Relevant provisions of the Trox subcontract

  1. Clause 4.0 of the General Conditions of Contract (GCC) that formed part of the Trox subcontract stated that the “primary obligations” of Trox included to “perform and deliver the Supplies described in the Technical Specifications on the dates set out in the Price and Delivery Schedule”.

  2. The expression “Supplies” was defined to mean “the physical works, equipment, goods and services which [Trox] must design, construct, manufacture, install, deliver and complete” under the Trox subcontract.

  3. Despite the width of the definition of “Supplies”, cl 4.2 of the specification for the sound attenuators (which also formed part of the Trox subcontract, and by reference to which the “primary obligations” of Trox were imposed) stated that installation and commissioning of the attenuators was to be performed by others, as was the supply and installation of ventilation ductwork to contain the attenuators.

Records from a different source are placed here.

use crate::commands::{CmdMessage, CmdResult};
use crate::error::Result;
use crate::store::ArtifactStore;

pub fn run<S: ArtifactStore>(store: &S) -> Result<CmdResult> {
    let listing = store.list_artifacts()?;

    let mut result = CmdResult::default().with_listed_artifacts(listing.artifacts);
    for skipped in listing.skipped {
        result.add_message(CmdMessage::warning(format!(
            "Skipped {}: {}",
            skipped.path.display(),
            skipped.reason
        )));
    }
    Ok(result)
}

#[cfg(test)]
mod tests {
    use super::*;
    use crate::commands::MessageLevel;
    use crate::store::memory::InMemoryStore;
    use crate::test_utils::{TestEnv, sample_metadata};
    use std::fs;

    #[test]
    fn lists_most_recent_first() {
        let mut store = InMemoryStore::new();
        let mut first = sample_metadata("first", 1, false);
        first.created_at -= chrono::Duration::minutes(5);
        store.persist(b"1", first).unwrap();
        store
            .persist(b"2", sample_metadata("second", 1, true))
            .unwrap();

        let result = run(&store).unwrap();
        let descriptions: Vec<_> = result
            .listed_artifacts
            .iter()
            .map(|a| a.metadata.description.as_str())
            .collect();
        assert_eq!(descriptions, vec!["second", "first"]);
        assert!(result.messages.is_empty());
    }

    #[test]
    fn empty_store_lists_nothing() {
        let result = run(&InMemoryStore::new()).unwrap();
        assert!(result.listed_artifacts.is_empty());
        assert!(result.outcomes.is_empty());
    }

    #[test]
    fn unreadable_sidecars_become_warnings() {
        let mut env = TestEnv::new();
        env.store
            .persist(b"ok", sample_metadata("good", 1, false))
            .unwrap();
        fs::write(env.root.join("stray.png"), b"x").unwrap();

        let result = run(&env.store).unwrap();
        assert_eq!(result.listed_artifacts.len(), 1);
        assert_eq!(result.messages.len(), 1);
        assert_eq!(result.messages[0].level, MessageLevel::Warning);
        assert!(result.messages[0].content.contains("stray.png"));
    }
}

  4. There are other provisions of the GCC that are relevant to subsequent issues, and I shall set them out later in these reasons.

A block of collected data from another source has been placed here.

use super::{ArtifactListing, ArtifactStore, SkippedEntry, sort_most_recent_first};
use crate::error::{IconError, Result};
use crate::model::{Artifact, ArtifactMetadata};
use crate::namer;
use std::fs;
use std::io::{self, Write};
use std::path::{Path, PathBuf};
use tempfile::{NamedTempFile, PersistError};

const IMAGE_EXT: &str = "png";
const METADATA_EXT: &str = "json";
const STAGING_PREFIX: &str = ".iconsmith-";

/// Points in [`FileStore::persist`] where a write can be cut short.
#[derive(Debug, Clone, Copy, PartialEq, Eq)]
pub enum CommitStep {
    StageImage,
    StageMetadata,
    PublishMetadata,
    PublishImage,
}

pub struct FileStore {
    root: PathBuf,
    #[cfg(test)]
    interrupt_at: Option<CommitStep>,
}

impl FileStore {
    pub fn new(root: PathBuf) -> Self {
        Self {
            root,
            #[cfg(test)]
            interrupt_at: None,
        }
    }

    pub fn root(&self) -> &Path {
        &self.root
    }

    #[cfg(test)]
    pub(crate) fn interrupt_at(mut self, step: CommitStep) -> Self {
        self.interrupt_at = Some(step);
        self
    }

    #[cfg(test)]
    fn checkpoint(&self, step: CommitStep) -> io::Result<()> {
        if self.interrupt_at == Some(step) {
            return Err(io::Error::other(format!("write interrupted at {step:?}")));
        }
        Ok(())
    }

    #[cfg(not(test))]
    fn checkpoint(&self, _step: CommitStep) -> io::Result<()> {
        Ok(())
    }

    fn ensure_dir(&self) -> Result<()> {
        if !self.root.exists() {
            fs::create_dir_all(&self.root).map_err(IconError::Io)?;
        }
        Ok(())
    }

    fn path_for(&self, base: &str, ext: &str) -> PathBuf {
        self.root.join(format!("{base}.{ext}"))
    }

    /// Write `bytes` to a hidden temp file in the output directory. The file
    /// is removed on drop unless it gets published.
    fn stage(&self, bytes: &[u8]) -> io::Result<NamedTempFile> {
        let mut file = tempfile::Builder::new()
            .prefix(STAGING_PREFIX)
            .suffix(".tmp")
            .tempfile_in(&self.root)?;
        file.write_all(bytes)?;
        file.flush()?;
        Ok(file)
    }

    /// Publish the pair under the first free name among `base`, `base-2`,
    /// `base-3`, ... and return that name.
    ///
    /// Every publish refuses to replace an existing file, so a name taken by
    /// a concurrent writer moves us on to the next suffix instead. The
    /// sidecar goes live first: listings are driven by images, so an image is
    /// never visible without its metadata.
    fn commit(&self, image: &[u8], sidecar: &str, base: &str) -> io::Result<String> {
        self.checkpoint(CommitStep::StageImage)?;
        let mut staged_image = self.stage(image)?;

        let mut attempt = 1;
        loop {
            let name = if attempt == 1 {
                base.to_string()
            } else {
                namer::disambiguate(base, attempt)
            };
            attempt += 1;

            self.checkpoint(CommitStep::StageMetadata)?;
            let staged_sidecar = self.stage(sidecar.as_bytes())?;
            self.checkpoint(CommitStep::PublishMetadata)?;
            let metadata_path = self.path_for(&name, METADATA_EXT);
            match staged_sidecar.persist_noclobber(&metadata_path) {
                Ok(_) => {}
                Err(e) if e.error.kind() == io::ErrorKind::AlreadyExists => continue,
                Err(e) => return Err(e.error),
            }

            // The sidecar at `metadata_path` is ours from here on
            let published = match self.checkpoint(CommitStep::PublishImage) {
                Ok(()) => staged_image.persist_noclobber(self.path_for(&name, IMAGE_EXT)),
                Err(error) => Err(PersistError {
                    error,
                    file: staged_image,
                }),
            };
            match published {
                Ok(_) => return Ok(name),
                Err(e) => {
                    let _ = fs::remove_file(&metadata_path);
                    if e.error.kind() != io::ErrorKind::AlreadyExists {
                        return Err(e.error);
                    }
                    staged_image = e.file;
                }
            }
        }
    }

    fn read_artifact(&self, image_path: &Path) -> std::result::Result<Artifact, String> {
        let base = image_path
            .file_stem()
            .and_then(|s| s.to_str())
            .ok_or_else(|| "file name is not valid UTF-8".to_string())?
            .to_string();
        let metadata_path = self.path_for(&base, METADATA_EXT);
        if !metadata_path.exists() {
            return Err("missing sidecar metadata".to_string());
        }
        let content = fs::read_to_string(&metadata_path)
            .map_err(|e| format!("unreadable sidecar metadata: {e}"))?;
        let metadata: ArtifactMetadata = serde_json::from_str(&content)
            .map_err(|e| format!("malformed sidecar metadata: {e}"))?;
        Ok(Artifact {
            base_name: base,
            image_path: image_path.to_path_buf(),
            metadata_path,
            metadata,
        })
    }
}

impl ArtifactStore for FileStore {
    fn persist(&mut self, image: &[u8], metadata: ArtifactMetadata) -> Result<Artifact> {
        self.ensure_dir()?;

        let base = namer::base_name(
            metadata.created_at,
            &metadata.description,
            metadata.variant_index,
        );
        let sidecar = serde_json::to_string_pretty(&metadata).map_err(IconError::Serialization)?;

        let base = self.commit(image, &sidecar, &base).map_err(|e| {
            tracing::warn!(
                artifact = %base,
                error = %e,
                "persist failed, discarding partial files"
            );
            IconError::Io(e)
        })?;

        tracing::debug!(artifact = %base, "artifact persisted");
        Ok(Artifact {
            image_path: self.path_for(&base, IMAGE_EXT),
            metadata_path: self.path_for(&base, METADATA_EXT),
            base_name: base,
            metadata,
        })
    }

    fn list_artifacts(&self) -> Result<ArtifactListing> {
        let mut listing = ArtifactListing::default();
        if !self.root.exists() {
            return Ok(listing);
        }

        for entry in fs::read_dir(&self.root).map_err(IconError::Io)? {
            let path = entry.map_err(IconError::Io)?.path();
            let is_image = path.is_file()
                && path.extension().and_then(|e| e.to_str()) == Some(IMAGE_EXT)
                && !path
                    .file_name()
                    .and_then(|n| n.to_str())
                    .is_some_and(|n| n.starts_with('.'));
            if !is_image {
                continue;
            }

            match self.read_artifact(&path) {
                Ok(artifact) => listing.artifacts.push(artifact),
                Err(reason) => {
                    tracing::warn!(path = %path.display(), %reason, "skipping artifact");
                    listing.skipped.push(SkippedEntry { path, reason });
                }
            }
        }

        sort_most_recent_first(&mut listing.artifacts);
        listing.skipped.sort_by(|a, b| a.path.cmp(&b.path));
        Ok(listing)
    }

    fn load_image(&self, path: &Path) -> Result<Vec<u8>> {
        fs::read(path).map_err(IconError::Io)
    }
}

  5. The specification set out in cl 4.1.1 the design requirements, and confirmed in cl 4.1.2 that the obligation of Trox was to “supply and deliver the sound attenuators in accordance with the technical requirements in… this Specification”.

  6. Clause 5.2 of the specification stated:

5.2   Design Life

The Equipment shall be fit for the purpose of long-term operation in the road tunnel environment and shall have a minimum design life of 20 years commencing on completion of Stage 1 and the opening to traffic of the LCT.

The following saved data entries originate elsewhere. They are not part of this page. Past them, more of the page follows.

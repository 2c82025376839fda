//! # Storage Layer
//!
//! The [`ArtifactStore`] trait is the only way the rest of the crate touches
//! durable storage.
//!
//! ## Implementations
//!
//! - [`fs::FileStore`]: production storage in a single output directory
//! - [`memory::InMemoryStore`]: no persistence, for tests
//!
//! ## Storage Format
//!
//! ```text
//! Icon Composer Layers/
//! ├── 2026-03-04_050607_a-rocket_v1.png    # accepted image
//! ├── 2026-03-04_050607_a-rocket_v1.json   # sidecar metadata
//! ├── 2026-03-04_050607_a-rocket_v2.png
//! └── 2026-03-04_050607_a-rocket_v2.json
//! ```
//!
//! An artifact exists only as the pair. Persisting is all-or-nothing, and an
//! image whose sidecar is missing or unreadable is skipped by listings.
//!
//! ## Most recent artifact
//!
//! There is no "last generated" pointer anywhere. [`ArtifactStore::most_recent`]
//! is a query over the listing, ordered by the timestamp each artifact
//! carries.

use crate::error::Result;
use crate::model::{Artifact, ArtifactMetadata};
use std::path::{Path, PathBuf};

pub mod fs;
pub mod memory;

/// An image that was found but could not be listed.
#[derive(Debug, Clone, PartialEq, Eq)]
pub struct SkippedEntry {
    pub path: PathBuf,
    pub reason: String,
}

#[derive(Debug, Default)]
pub struct ArtifactListing {
    /// Most recent first.
    pub artifacts: Vec<Artifact>,
    pub skipped: Vec<SkippedEntry>,
}

pub trait ArtifactStore {
    /// Write `image` and its sidecar. Both files exist afterwards, or neither.
    fn persist(&mut self, image: &[u8], metadata: ArtifactMetadata) -> Result<Artifact>;

    /// Every readable artifact, most recent first.
    fn list_artifacts(&self) -> Result<ArtifactListing>;

    /// Read image bytes to use as an edit source.
    fn load_image(&self, path: &Path) -> Result<Vec<u8>>;

    fn most_recent(&self) -> Result<Option<Artifact>> {
        Ok(self.list_artifacts()?.artifacts.into_iter().next())
    }
}

/// Most recent first; equal timestamps fall back to the base name so the
/// order never depends on directory iteration.
pub(crate) fn sort_most_recent_first(artifacts: &mut [Artifact]) {
    artifacts.sort_by(|a, b| {
        b.metadata
            .created_at
            .cmp(&a.metadata.created_at)
            .then_with(|| b.base_name.cmp(&a.base_name))
    });
}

  1. Clause 5.4 set out the requirements for construction of the attenuators. I set out those parts of cl 5.4 to which counsel referred in submissions:

ALSTOM is to be advised of the method of installation and necessary provision of guide/stop angle that will be required in order to cater for the splitter type attenuators. Drawings illustrating the required guide/stop angle dimensions and details on the method of attachment of the splitters to the ductwork/encasement are to be submitted by the Supplier. The Supplier shall provide all components required for the complete assembly of the Supplies.

Sound attenuators must be designed for easy installation and removal of individual splitter sections.

Where the splitters will be installed into concrete encasement, the Subcontractor shall co-ordinate with ALSTOM to verify dimensions prior to commencement of the splitter fabrication. The Subcontractor shall be aware of typical tolerances as listed in AS 3600 for Concrete Structures.

Sound attenuators shall be designed from hot-dip ZAM (Zinc-Aluminium-Magnesium) alloy coated steel sheeting and have corrosion resistance properties equivalent to hot-dip galvanizing to AS 4680 as a minimum.

For Sirius Road outlet attenuators, all components of attenuators including the perforated sheet shall be designed from 304 stainless steel.

For the Epping Road intake and Sirius Road mainline intake common attenuators, the Supplier shall ensure that the structural integrity of the attenuators is maintained when splitters are stacked on top of each other. The Subcontractor is responsible for supplying hot-dip galvanised structural steelwork (if required) to support the attenuators and fixings as necessary to enable complete installation of attenuators. The Subcontractor shall provide drawings showing installation details of these attenuators. The sizing of these attenuators is to be coordinated with ALSTOM during the attenuator design phase. The space available for these attenuators is detailed in the drawings that are referenced in Appendix A of this Specification.

First issue: defects

  1. For the reasons I have indicated, it is not necessary to go to the detail of all the defects referred to in the parties’ statement of this issue. It is common ground that, save for the Epping Road inlet attenuators (in the sense explained above) and Sirius Road outlet attenuators, the attenuators that Trox supplied were defective, and that their design was inadequate to assure a minimum 20 year design life. It is thus common ground that, with the two exceptions I have identified, the attenuators were not fit for purpose.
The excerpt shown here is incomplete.